The Hysterics Try to Destroy Eric Clapton for COVID Wrong-Think

Eric Clapton may not be the “best” guitarist in history, but he’s certainly up there when it comes to influencing not only his genre but many others. The bluesman has spent decades writing hit music and touring the world. But after years of adoration, he’s being thrown overboard.

Why? Because he dared to dabble in COVID wrong-think by opposing mandates and lockdowns for his concerts. It’s all really horrible stuff.

This, per Rolling Stone.

Rolling Stone special report: Inside Eric Clapton’s baffling vaccine skepticism and shocking history of racist statements https://t.co/5FxgwHhdnC

— Rolling Stone (@RollingStone) October 11, 2021

In the past, Clapton has been reluctant to voice his political views. As he told Rolling Stone in 1968, “What I’m doing now is just my way of thinking, but if it gets into a paper somewhere, people will say that what I’m saying is the way they ought to think. Which is wrong, because I’m only a musician. If they dig my music, that’s great, but they don’t have to know what’s going on in my head.”

But in recent months Clapton has himself become a leading vaccine skeptic, part of a community that Dr. Anthony Fauci has said is “part of the problem — because you’re allowing yourself to be a vehicle for the virus to be spreading to someone else.” And while never explicitly condemning the lockdown, he’s said “live music might never recover” and joined Van Morrison for three songs that amount to lockdown protest anthems. By way of a friend’s social media account, he’s also detailed what he called his “disastrous” experience after receiving two AstraZeneca shots (“propaganda said the vaccine was safe for everyone,” he wrote).
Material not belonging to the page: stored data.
//! Window/menu presentation seam
//!
//! The runtime never draws anything itself. Everything visible goes through the
//! `Presenter` trait: launch status text, the main window, the error screen,
//! the application menu, the dock badge and the progress indicator.
//!
//! ## Module Organization
//! - `menu`: menu model built from update state, plus global shortcut registry
//! - `terminal`: headless presenter used by the `pgadmin4-runtime` binary

pub mod menu;
pub mod terminal;

pub use menu::{MenuState, ShortcutRegistry};
pub use terminal::TerminalPresenter;

use crate::supervisor::RuntimeSignal;

/// Value shown by the progress indicator.
#[derive(Debug, Clone, Copy, PartialEq)]
pub enum Progress {
    /// Nothing in flight; the indicator is hidden.
    None,
    /// At least one item has no known size.
    Indeterminate,
    /// Mean completion in `[0, 1]`.
    Fraction(f64),
}

impl Progress {
    /// Out-of-range value native progress bars treat as "indeterminate".
    pub const INDETERMINATE_SENTINEL: f64 = 2.0;

    /// Value handed to native progress APIs: `-1` hides, `2` is indeterminate.
    pub fn as_native(self) -> f64 {
        match self {
            Progress::None => -1.0,
            Progress::Indeterminate => Self::INDETERMINATE_SENTINEL,
            Progress::Fraction(f) => f,
        }
    }
}

/// Everything the runtime asks of the hosting UI.
///
/// Implementations must be cheap and idempotent: `rebuild_menu` and
/// `set_progress` may be called many times per second.
pub trait Presenter: Send + Sync {
    /// Splash screen status line.
    fn set_status(&self, text: &str);

    /// The backend is healthy; show the application at `url`.
    fn show_main_window(&self, url: &str);

    /// Fatal launch failure; `log` is the accumulated server log.
    fn show_error(&self, log: &str);

    /// Blocking user-facing message (e.g. port already in use).
    fn alert(&self, message: &str);

    /// Non-blocking notification (e.g. update check failed).
    fn notify(&self, message: &str);

    fn rebuild_menu(&self, state: &MenuState);

    fn set_badge(&self, count: usize);

    fn clear_badge(&self);

    fn set_progress(&self, progress: Progress);

    fn clear_progress(&self);

    /// Control request decoded from the backend's stderr.
    fn handle_signal(&self, signal: RuntimeSignal) {
        log::debug!("Unhandled runtime signal: {signal:?}");
    }
}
Let me summarize that for you. Clapton is against lockdowns, has never explicitly spoken against the vaccines, and simply shared his personal experience in which he got really sick. For that, he’s now being attacked and shunned in Rolling Stone, a magazine that once idolized him. Truly, there is no relationship so strong that COVID hysteria can’t destroy it.

Clapton also took pictures with what Rolling Stone calls “anti-vaccine mandate” (sinister) Gov. Greg Abbott. Describing Abbott as “notorious” in the hit-piece, the author describes Clapton as upsetting people on Twitter. The absolute horror, right?

But the current controversy is prompting a fresh examination of Clapton’s past behavior, which includes jarringly racist statements he made in the early part of his career. How did we get from admiration and empathy to bewilderment and even a feeling of betrayal?

I’ll tell you how you got from admiration and empathy to bewilderment: because you people are insane. You are treating a vaccine like a religious rite. Clapton has not made anti-vax comments. Rather, he’s been honest about the fact that people can have adverse reactions to it. Yet, the author seems to frame that as heresy against the church of COVID.

As to the topic of lockdowns, their impact is questionable, and there’s no doubt they lead to many other unintended consequences. Being against lockdowns is hardly groundbreaking stuff. It’s especially not groundbreaking when you consider musicians make most of their money from touring.

Of course, they want to get back in the game and find pointless mitigation objectionable. Clapton is just brave enough to express his displeasure out loud. But you can bet many others in the industry agree with him. The blues genre and the rock ‘n’ roll scene it birthed are supposed to be about counter-culture, fighting authority, and making your own way. Instead, it’s turned into a bunch of pansies whining that people won’t wear masks.

And because Clapton engaged in COVID wrong-think, Rolling Stone penned a multi-thousand-word article bringing up comments they claim are racist (what’s that have to do with COVID?) and excoriating the blues guitarist as a dangerous actor fighting a cultural civil war. The destruction is the point. If you step out of line regarding the religion of COVID, even if you are Eric freaking Clapton, the establishment will come after you.

Perhaps there’s a lesson to be learned here?